Boston ‘Mom and Pop’ Shops-Introduction

By: Patrick Maguire

Book Chapter: Human-to-Human Service

Posted: 01/30/2016

Many of us lament the demise of ‘Mom and Pop’ shops, especially when they give way to soulless, ‘plastic’, national chains like those prevalent in Boston’s emerging Seaport District.

‘Mom and Pop’ shop as defined by Investopedia:

A colloquial term for a small, independent, family-owned business. Unlike franchises and large corporations, which have multiple operations in various locations, mom and pop shops usually have a single location that often occupies a physically small space. The “shop” could be any type of business, such as an auto repair garage, bookstore or restaurant.

To me, ‘Mom and Pop’ shops are about people who keep their heads down and grind out a living every day without a lot of fanfare. This blog post launches a series celebrating ‘Mom and Pop’ shops in the Boston area. It was inspired by Sharon and Chad Burns, co-owners of Farmstead Table in Newton, MA, and clients of my consulting business. Sharon is the pastry chef, and Chad is the executive chef, and both have multiple responsibilities beyond those titles. After meeting with them weekly over the last few months, I’ve gotten to know what their roles are, and what they rely on each other for.

I love supporting small businesses and good people, and that’s what this series is about. Some very popular restaurants and food trucks in Boston, Erbaluce, Sweet Cheeks, Tiger Mama, Select Oyster, Brewer’s ForkDeuxave, Blue Ox, Moonshine 152, Trina’s, Steel & Rye, Stoked Pizza, Villa Mexico Cafe, Trade, Nebo, and State Park mentioned in my 10/22/15 facebook post and thread, are all owned by couples who work together in their restaurants. Over the next several months I will be dedicating blog posts to owners of Boston area restaurants and small businesses who contact me and respond to a questionnaire designed to capture their experience of owning, working, and operating a business together.

Send an email to if you’re interested in receiving a questionnaire and being featured in a future blog post. Media inquiries to same email, please. This is an opportunity for ‘Mom and Pop’ shops to tell their story and create content for their social media platforms. Please forward this post to anyone who might be interested in participating. Thank you.

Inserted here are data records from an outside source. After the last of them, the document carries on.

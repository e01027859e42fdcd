use std::fs;
use std::path::PathBuf;

use clap::{Parser, Subcommand};
use tracing_subscriber::EnvFilter;

use ontomap::{server, tbox};

/// An interactive workbench for mapping tabular data onto an ontology.
#[derive(Parser)]
#[command(name = "ontomap")]
#[command(version, about, long_about = None)]
struct Cli {
    #[command(subcommand)]
    command: Commands,
}

#[derive(Subcommand)]
enum Commands {
    /// Start the API server with the bundled frontend
    Serve {
        /// Directory with the built frontend assets
        #[arg(long, default_value = "frontend/dist")]
        static_dir: PathBuf,

        /// Directory for generated output files
        #[arg(short, long, default_value = "data")]
        output: PathBuf,

        /// Port to listen on
        #[arg(short, long, default_value = "8000")]
        port: u16,
    },
    /// Parse an ontology file and print a summary
    Parse {
        /// Input ontology file (.ttl, .rdf, .owl, .xml)
        #[arg(short, long)]
        input: PathBuf,
    },
}

#[tokio::main]
async fn main() -> anyhow::Result<()> {
    tracing_subscriber::fmt()
        .with_env_filter(
            EnvFilter::try_from_default_env().unwrap_or_else(|_| EnvFilter::new("info")),
        )
        .init();

    let cli = Cli::parse();
    match cli.command {
        Commands::Serve {
            static_dir,
            output,
            port,
        } => {
            server::serve(&static_dir, &output, port).await?;
        }
        Commands::Parse { input } => {
            let content = fs::read(&input)?;
            let filename = input.file_name().map(|n| n.to_string_lossy().into_owned());
            let response = tbox::parse_tbox(&content, filename.as_deref())?;
            println!(
                "{}: {} data properties, {} classes, {} object properties",
                input.display(),
                response.properties.len(),
                response.classes.len(),
                response.object_properties.len()
            );
            for property in &response.properties {
                println!("  {}", property.display_label());
            }
        }
    }

    Ok(())
}
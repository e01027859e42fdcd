//! Output generation: ABox instance data and R2RML mapping documents.

use std::fs;
use std::path::Path;

use sophia::api::graph::MutableGraph;
use sophia::api::serializer::TripleSerializer;
use sophia::inmem::graph::FastGraph;
use sophia::iri::Iri;
use sophia::turtle::serializer::turtle::TurtleSerializer;
use thiserror::Error;
use tracing::info;

use crate::model::{MappingEntry, OutputArtifact, Table};

/// Base IRI used when a request does not provide one.
pub const DEFAULT_BASE_IRI: &str = "http://example.com/";

#[derive(Error, Debug)]
pub enum GenerateError {
    #[error("invalid IRI: {0}")]
    InvalidIri(String),

    #[error("turtle serialization failed: {0}")]
    Serialize(String),

    #[error("failed to write output file")]
    Io(#[from] std::io::Error),
}

/// Generate instance data as Turtle: one subject per row, one triple per
/// mapping entry whose cell is present. When `output_dir` is given the
/// document is also written to a timestamped `.ttl` file there.
pub fn generate_abox(
    tables: &[Table],
    mapping: &[MappingEntry],
    base_iri: &str,
    output_dir: Option<&Path>,
) -> Result<OutputArtifact, GenerateError> {
    let base = normalize_base(base_iri);
    let mut graph = FastGraph::new();

    let predicates: Vec<Iri<String>> = mapping
        .iter()
        .map(|entry| make_iri(&entry.property_iri))
        .collect::<Result<_, _>>()?;

    let mut index = 0usize;
    for table in tables {
        for row in &table.rows {
            index += 1;
            let subject = make_iri(&format!("{base}row/{index}"))?;
            for (entry, predicate) in mapping.iter().zip(&predicates) {
                let Some(value) = row.get(&entry.field) else {
                    continue;
                };
                let Some(literal) = literal_text(value) else {
                    continue;
                };
                graph
                    .insert(&subject, predicate, literal.as_str())
                    .map_err(|e| GenerateError::Serialize(e.to_string()))?;
            }
        }
    }

    let content = serialize_turtle(&graph)?;
    let file_path = match output_dir {
        Some(dir) => Some(write_timestamped(dir, &content)?),
        None => None,
    };

    info!(rows = index, triples = mapping.len() * index, ?file_path, "generated abox");

    Ok(OutputArtifact {
        format: "turtle".to_string(),
        content,
        file_path,
    })
}

/// Generate an R2RML mapping document for a single logical table.
pub fn generate_r2rml(mapping: &[MappingEntry], table_name: &str, base_iri: &str) -> OutputArtifact {
    let base = normalize_base(base_iri);

    let mut lines = vec![
        "@prefix rr: <http://www.w3.org/ns/r2rml#> .".to_string(),
        format!("@prefix ex: <{base}> ."),
        String::new(),
        "ex:TriplesMap1 a rr:TriplesMap ;".to_string(),
        format!("  rr:logicalTable [ rr:tableName \"{table_name}\" ] ;"),
        format!("  rr:subjectMap [ rr:template \"{base}row/{{id}}\" ] ;"),
    ];

    for (index, entry) in mapping.iter().enumerate() {
        let terminator = if index + 1 == mapping.len() { " ." } else { " ;" };
        lines.push("  rr:predicateObjectMap [".to_string());
        lines.push(format!("    rr:predicate <{}> ;", entry.property_iri));
        lines.push(format!("    rr:objectMap [ rr:column \"{}\" ]", entry.field));
        lines.push(format!("  ]{terminator}"));
    }

    OutputArtifact {
        format: "turtle".to_string(),
        content: lines.join("\n"),
        file_path: None,
    }
}

fn make_iri(s: &str) -> Result<Iri<String>, GenerateError> {
    Iri::new(s.to_string()).map_err(|_| GenerateError::InvalidIri(s.to_string()))
}

fn normalize_base(base_iri: &str) -> String {
    if base_iri.ends_with('/') {
        base_iri.to_string()
    } else {
        format!("{base_iri}/")
    }
}

/// Absent, null and empty cells produce no triple; everything else becomes a
/// plain string literal.
fn literal_text(value: &serde_json::Value) -> Option<String> {
    match value {
        serde_json::Value::Null => None,
        serde_json::Value::String(s) if s.is_empty() => None,
        serde_json::Value::String(s) => Some(s.clone()),
        other => Some(other.to_string()),
    }
}

fn serialize_turtle(graph: &FastGraph) -> Result<String, GenerateError> {
    let mut buffer = Vec::new();
    let mut serializer = TurtleSerializer::new(&mut buffer);
    serializer
        .serialize_graph(graph)
        .map_err(|e| GenerateError::Serialize(e.to_string()))?;
    String::from_utf8(buffer).map_err(|e| GenerateError::Serialize(e.to_string()))
}

fn write_timestamped(dir: &Path, content: &str) -> Result<String, GenerateError> {
    fs::create_dir_all(dir)?;
    let stamp = chrono::Local::now().format("%Y%m%d-%H%M%S");
    let target = dir.join(format!("abox-{stamp}.ttl"));
    fs::write(&target, content)?;
    Ok(target.to_string_lossy().into_owned())
}

#[cfg(test)]
mod tests {
    use super::*;
    use crate::model::Row;
    use serde_json::Value;

    fn table_with_rows(name: &str, fields: &[&str], rows: Vec<Vec<Option<&str>>>) -> Table {
        let fields: Vec<String> = fields.iter().map(|f| f.to_string()).collect();
        let rows: Vec<Row> = rows
            .into_iter()
            .map(|cells| {
                let mut row = Row::new();
                for (field, cell) in fields.iter().zip(cells) {
                    let value = match cell {
                        Some(text) => Value::String(text.to_string()),
                        None => Value::Null,
                    };
                    row.insert(field.clone(), value);
                }
                row
            })
            .collect();
        Table {
            name: name.to_string(),
            fields,
            sample_rows: Vec::new(),
            rows,
        }
    }

    fn entry(table: &str, field: &str, iri: &str) -> MappingEntry {
        MappingEntry {
            table_name: table.to_string(),
            field: field.to_string(),
            property_iri: iri.to_string(),
        }
    }

    #[test]
    fn abox_emits_one_subject_per_row() {
        let tables = vec![table_with_rows(
            "people",
            &["name"],
            vec![vec![Some("Ada")], vec![Some("Alan")]],
        )];
        let mapping = vec![entry("people", "name", "http://example.org/name")];
        let artifact = generate_abox(&tables, &mapping, "http://example.com", None).unwrap();

        assert_eq!(artifact.format, "turtle");
        assert!(artifact.file_path.is_none());
        assert!(artifact.content.contains("<http://example.com/row/1>"));
        assert!(artifact.content.contains("<http://example.com/row/2>"));
        assert!(artifact.content.contains("Ada"));
        assert!(artifact.content.contains("Alan"));
    }

    #[test]
    fn abox_skips_null_and_missing_cells() {
        let tables = vec![table_with_rows(
            "people",
            &["name", "email"],
            vec![vec![Some("Ada"), None]],
        )];
        let mapping = vec![
            entry("people", "name", "http://example.org/name"),
            entry("people", "email", "http://example.org/email"),
            entry("people", "phone", "http://example.org/phone"),
        ];
        let artifact = generate_abox(&tables, &mapping, "http://example.com/", None).unwrap();
        assert!(artifact.content.contains("Ada"));
        assert!(!artifact.content.contains("email"));
        assert!(!artifact.content.contains("phone"));
    }

    #[test]
    fn abox_numbers_subjects_across_tables() {
        let tables = vec![
            table_with_rows("a", &["x"], vec![vec![Some("1")]]),
            table_with_rows("b", &["x"], vec![vec![Some("2")]]),
        ];
        let mapping = vec![entry("a", "x", "http://example.org/x")];
        let artifact = generate_abox(&tables, &mapping, "http://example.com/", None).unwrap();
        assert!(artifact.content.contains("row/1"));
        assert!(artifact.content.contains("row/2"));
    }

    #[test]
    fn abox_writes_timestamped_file() {
        let dir = tempfile::tempdir().unwrap();
        let tables = vec![table_with_rows("t", &["x"], vec![vec![Some("v")]])];
        let mapping = vec![entry("t", "x", "http://example.org/x")];
        let artifact =
            generate_abox(&tables, &mapping, "http://example.com/", Some(dir.path())).unwrap();

        let path = artifact.file_path.expect("file path");
        assert!(path.contains("abox-"));
        assert!(path.ends_with(".ttl"));
        assert_eq!(fs::read_to_string(path).unwrap(), artifact.content);
    }

    #[test]
    fn abox_rejects_invalid_property_iri() {
        let tables = vec![table_with_rows("t", &["x"], vec![vec![Some("v")]])];
        let mapping = vec![entry("t", "x", "not an iri")];
        assert!(matches!(
            generate_abox(&tables, &mapping, "http://example.com/", None),
            Err(GenerateError::InvalidIri(_))
        ));
    }

    #[test]
    fn r2rml_document_layout() {
        let mapping = vec![
            entry("people", "name", "http://example.org/name"),
            entry("people", "email", "http://example.org/email"),
        ];
        let artifact = generate_r2rml(&mapping, "people", "http://example.com");
        let content = &artifact.content;

        assert!(content.starts_with("@prefix rr: <http://www.w3.org/ns/r2rml#> ."));
        assert!(content.contains("@prefix ex: <http://example.com/> ."));
        assert!(content.contains("rr:logicalTable [ rr:tableName \"people\" ] ;"));
        assert!(content.contains("rr:subjectMap [ rr:template \"http://example.com/row/{id}\" ] ;"));
        assert!(content.contains("rr:predicate <http://example.org/name> ;"));
        assert!(content.contains("rr:objectMap [ rr:column \"email\" ]"));
        // Last predicateObjectMap closes the statement.
        assert!(content.ends_with("  ] ."));
        assert_eq!(content.matches("  ] ;").count(), 1);
    }

    #[test]
    fn base_iri_gains_trailing_slash() {
        let artifact = generate_r2rml(&[], "t", "http://example.com");
        assert!(artifact.content.contains("<http://example.com/>"));
        assert!(artifact.content.contains("http://example.com/row/{id}"));
    }
}
/// Machine code buffer for emitting instructions.
///
/// Also owns the BSS allocation cursor and the bookkeeping for forward
/// jumps whose displacement is patched in after the target is known.
#[derive(Debug, Default)]
pub struct CodeBuffer {
    code: Vec<u8>,
    bss_cursor: u32,
    next_branch_id: usize,
    /// Branch id -> buffer index of the reserved placeholder
    reserved_branches: HashMap<usize, usize>,
}

impl CodeBuffer {
    pub fn new() -> Self {
        Self::default()
    }

    pub fn with_capacity(capacity: usize) -> Self {
        Self {
            code: Vec::with_capacity(capacity),
            ..Self::default()
        }
    }

    /// Get current code offset
    #[inline]
    pub fn offset(&self) -> usize {
        self.code.len()
    }

    /// Emit a single byte
    #[inline]
    pub fn emit(&mut self, byte: u8) {
        self.code.push(byte);
    }

    /// Emit multiple bytes
    #[inline]
    pub fn emit_bytes(&mut self, bytes: &[u8]) {
        self.code.extend_from_slice(bytes);
    }

    /// Emit a 32-bit little-endian value
    #[inline]
    pub fn emit_u32(&mut self, value: u32) {
        self.code.extend_from_slice(&value.to_le_bytes());
    }

    /// Emit a signed 32-bit little-endian value
    #[inline]
    pub fn emit_i32(&mut self, value: i32) {
        self.code.extend_from_slice(&value.to_le_bytes());
    }

    /// Patch a single byte at the given offset
    pub fn patch_u8(&mut self, offset: usize, value: u8) {
        self.code[offset] = value;
    }

    /// Get the generated code
    pub fn code(&self) -> &[u8] {
        &self.code
    }
}

/// REX prefix builder
#[derive(Debug, Clone, Copy, Default)]
pub struct Rex {
    w: bool, // 64-bit operand size
    r: bool, // ModR/M reg extension
    x: bool, // SIB index extension
    b: bool, // ModR/M r/m or base extension
}

impl Rex {
    pub fn new() -> Self {
        Self::default()
    }

    /// Set W bit (64-bit operand size)
    pub fn w(mut self) -> Self {
        self.w = true;
        self
    }

    /// Set R bit (reg field extension for r8-r15)
    pub fn r(mut self) -> Self {
        self.r = true;
        self
    }

    /// Set B bit (r/m or base field extension for r8-r15)
    pub fn b(mut self) -> Self {
        self.b = true;
        self
    }

    /// Encode to byte (0x40-0x4F)
    pub fn encode(&self) -> u8 {
        0x40 | ((self.w as u8) << 3)
            | ((self.r as u8) << 2)
            | ((self.x as u8) << 1)
            | (self.b as u8)
    }
}

/// ModR/M byte builder
#[derive(Debug, Clone, Copy)]
pub struct ModRM {
    mod_: u8, // 2 bits: addressing mode
    reg: u8,  // 3 bits: register or opcode extension
    rm: u8,   // 3 bits: register or memory operand
}

impl ModRM {
    /// Create ModR/M for register-to-register (mod=11)
    pub fn reg_reg(reg: u8, rm: u8) -> Self {
        Self {
            mod_: 0b11,
            reg: reg & 0x07,
            rm: rm & 0x07,
        }
    }

    /// Create ModR/M for register with opcode extension (mod=11)
    pub fn reg_opext(opext: u8, rm: u8) -> Self {
        Self {
            mod_: 0b11,
            reg: opext & 0x07,
            rm: rm & 0x07,
        }
    }

    /// Create ModR/M for register-indirect memory, no displacement (mod=00)
    pub fn indirect(reg: u8, rm: u8) -> Self {
        Self {
            mod_: 0b00,
            reg: reg & 0x07,
            rm: rm & 0x07,
        }
    }

    /// Create ModR/M for memory with an 8-bit displacement (mod=01)
    pub fn indirect_disp8(reg: u8, rm: u8) -> Self {
        Self {
            mod_: 0b01,
            reg: reg & 0x07,
            rm: rm & 0x07,
        }
    }

    /// Create ModR/M for memory with a 32-bit displacement (mod=10)
    pub fn indirect_disp32(reg: u8, rm: u8) -> Self {
        Self {
            mod_: 0b10,
            reg: reg & 0x07,
            rm: rm & 0x07,
        }
    }

    /// Encode to byte
    pub fn encode(&self) -> u8 {
        (self.mod_ << 6) | (self.reg << 3) | self.rm
    }
}
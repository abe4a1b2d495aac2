//! # bfc - Brainfuck Compiler
//!
//! An ahead-of-time compiler turning Brainfuck programs into standalone,
//! statically linked Linux x86-64 executables. No interpreter, no runtime
//! library, no external assembler or linker: the crate encodes the machine
//! code itself and wraps it in a minimal ELF64 image.
//!
//! ## Pipeline
//!
//! ```text
//! source bytes → X64Codegen → machine code + BSS size → Elf64Builder → ELF image
//! ```
//!
//! ## Example
//!
//! ```
//! let image = bfc::compile(b"+++.").expect("compilation failed");
//! assert_eq!(&image[0..4], &[0x7F, b'E', b'L', b'F']);
//! ```
//!
//! The six supported operators are `+ - > < . [ ]`; every other byte is a
//! comment. Input (`,`) is not supported.

pub mod x64;

use thiserror::Error;

pub use x64::{CodeBuffer, Elf64Builder, Reg64, X64Codegen};

/// Compilation error types
#[derive(Error, Debug)]
pub enum BfcError {
    #[error("unbalanced brackets: {opened} '[' opened, {closed} ']' closed")]
    UnbalancedBrackets { opened: usize, closed: usize },

    #[error("jump displacement {distance} does not fit in 32 bits")]
    JumpOutOfRange { distance: i64 },

    #[error("forward branch {id} was never reserved or is already patched")]
    UnknownBranch { id: usize },
}

/// Result type for compiler operations
pub type Result<T> = std::result::Result<T, BfcError>;

/// Compile Brainfuck source to a Linux x86-64 ELF executable image.
///
/// The returned bytes are a complete binary: write them to a file, set the
/// executable bit, and run. The generated program writes to stdout through
/// legacy `int 0x80` system calls and exits with status 0.
pub fn compile(source: &[u8]) -> Result<Vec<u8>> {
    let mut codegen = X64Codegen::new();
    codegen.compile_executable(source)
}
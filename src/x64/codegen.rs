//! Brainfuck to x64 Code Generation
//!
//! Translates Brainfuck source directly to native x64 machine code, one
//! fixed template per operator. The data pointer lives in `rax` for the
//! whole program; loops compare the current cell against zero at both
//! ends, with the forward branch of `[` patched when the matching `]`
//! arrives.

use super::encoding::CodeBuffer;
use super::registers::Reg64;
use crate::{BfcError, Result};

/// Legacy (`int 0x80`) Linux syscall numbers used by the generated code
pub mod syscall {
    pub const SYS_EXIT: u32 = 1;
    pub const SYS_WRITE: u32 = 4;

    // File descriptors
    pub const STDOUT: u32 = 1;
}

/// Bytes reserved in BSS for the cell region
const CELL_REGION_SIZE: u32 = 1024 * 64;

/// Distance the data pointer moves per `>`/`<`. Cells are accessed as
/// 8-byte quantities but the stride is 64; the region above holds 1024
/// positions at that stride.
const CELL_STRIDE: u32 = 64;

/// One open loop: where its comparison starts and which reserved forward
/// branch skips the body. `resolved` flips when a `]` claims the entry.
#[derive(Debug)]
struct LoopEntry {
    entry_offset: usize,
    branch_id: usize,
    resolved: bool,
}

/// x64 code generator for Brainfuck programs
pub struct X64Codegen {
    code: CodeBuffer,
    loops: Vec<LoopEntry>,
    /// Code offset of the write-one-byte subroutine
    output_routine: usize,
}

impl X64Codegen {
    pub fn new() -> Self {
        Self {
            code: CodeBuffer::with_capacity(4096),
            loops: Vec::new(),
            output_routine: 0,
        }
    }

    /// Compile a Brainfuck program into a complete ELF64 executable image.
    ///
    /// Bytes outside `+-><.[]` are comments. Bracket balance is checked
    /// after the walk; an unbalanced program yields an error and no image.
    pub fn compile_executable(&mut self, source: &[u8]) -> Result<Vec<u8>> {
        self.emit_prologue();

        let mut opened: usize = 0;
        let mut closed: usize = 0;
        let mut stray_close = false;
        for &byte in source {
            match byte {
                b'+' => self.code.inc_m64(Reg64::RAX, 0),
                b'-' => self.code.dec_m64(Reg64::RAX, 0),
                b'>' => self.code.add_r64_imm32(Reg64::RAX, CELL_STRIDE),
                b'<' => self.code.sub_r64_imm32(Reg64::RAX, CELL_STRIDE),
                b'.' => self.emit_output()?,
                b'[' => {
                    opened += 1;
                    self.emit_loop_open();
                }
                b']' => {
                    closed += 1;
                    if !self.emit_loop_close()? {
                        stray_close = true;
                    }
                }
                _ => {} // comment
            }
        }

        if opened != closed || stray_close {
            return Err(BfcError::UnbalancedBrackets { opened, closed });
        }

        self.emit_epilogue();
        Ok(self.code.build())
    }

    /// The emitted machine code so far
    pub fn code(&self) -> &[u8] {
        self.code.code()
    }

    /// Total BSS reservation
    pub fn bss_size(&self) -> u32 {
        self.code.bss_size()
    }

    /// Cell region, output subroutine (skipped over by the entry jump),
    /// and register initialization.
    fn emit_prologue(&mut self) {
        use super::registers::Reg64::*;

        let cells_addr = self.code.bss_add(CELL_REGION_SIZE);

        // Entry point: hop over the output subroutine.
        let skip = self.code.jmp_rel8();
        self.output_routine = self.code.offset();

        // write(stdout, cell, 1); the caller leaves the cell address in rax.
        self.code.mov_r64_r64(RCX, RAX);
        self.code.mov_r64_imm32(RAX, syscall::SYS_WRITE);
        self.code.mov_r64_imm32(RBX, syscall::STDOUT);
        self.code.mov_r64_imm32(RDX, 1); // one byte per call
        self.code.interrupt(0x80);
        self.code.ret();

        // Skip distance comes from what was actually emitted.
        self.code
            .patch_u8(skip, (self.code.offset() - self.output_routine) as u8);

        self.code.mov_r64_imm32(RAX, cells_addr); // data pointer
        self.code.mov_r64_imm32(R15, 0); // output scratch
    }

    /// `.`: the syscall convention clobbers rax, so the data pointer
    /// rides in r14 across the call.
    fn emit_output(&mut self) -> Result<()> {
        self.code.mov_r64_r64(Reg64::R14, Reg64::RAX);
        self.code.call(self.output_routine)?;
        self.code.mov_r64_r64(Reg64::RAX, Reg64::R14);
        Ok(())
    }

    /// `[`: compare the cell, reserve the forward branch past the body.
    fn emit_loop_open(&mut self) {
        let entry_offset = self.code.offset();
        self.code.cmp_m64_imm32(Reg64::RAX, 0);
        let branch_id = self.code.reserve_forward_je();
        self.loops.push(LoopEntry {
            entry_offset,
            branch_id,
            resolved: false,
        });
    }

    /// `]`: close the innermost unresolved loop. Compare the cell, jump
    /// back to the loop head when nonzero, and point the reserved forward
    /// branch just past the back-jump. Returns false for a stray `]` with
    /// no loop left to close (nothing is emitted for it).
    fn emit_loop_close(&mut self) -> Result<bool> {
        let (entry_offset, branch_id) =
            match self.loops.iter_mut().rev().find(|entry| !entry.resolved) {
                Some(entry) => {
                    entry.resolved = true;
                    (entry.entry_offset, entry.branch_id)
                }
                None => return Ok(false),
            };

        self.code.cmp_m64_imm32(Reg64::RAX, 0);
        let back_len = self.code.jne_back(entry_offset)?;
        self.code
            .patch_forward_je(branch_id, self.code.offset(), back_len)?;
        Ok(true)
    }

    /// exit(0)
    fn emit_epilogue(&mut self) {
        use super::registers::Reg64::*;

        self.code.mov_r64_imm32(RAX, syscall::SYS_EXIT);
        self.code.mov_r64_imm32(RBX, 0); // exit status
        self.code.interrupt(0x80);
    }
}

impl Default for X64Codegen {
    fn default() -> Self {
        Self::new()
    }
}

4 Responses to “Boston ‘Mom and Pop’ Shops-Introduction”

  1. My husband and I own and run Bridgemans Restaurant on the south shore in Hull.

  2. Big Louie says:

    Working with a loved one is a challenge — a two-edged sword, sometimes. I did it with spouse #1 for 20 years and we both prospered, finally closing because the building was being razed by the landlord.

    My most recent venture involved a different significant other. It’s really weird you’ve mentioned this topic at this time, because we’re on break-up track — the express lane — at this very moment. It looks like there’s no rescuing this relationship. My S.O. couldn’t handle the kind of hours/work load/stress that I can. My fault — I thought they could.

    Ergo my decision *never* to include spouses/friends in the business. But that’s just me. Many of our local businesses are run by very happy, long-married couples.

  3. Julie King says:

    Thank you so much Pat for thinking on us!!!

  4. Doug Bacon says:

    I’ll nominate CARLO’S CUCINA on Brighton Avenue in Allston to be covered ion the Mom and Pop Shops posts. One of my favorite restaurants, always great hospitality.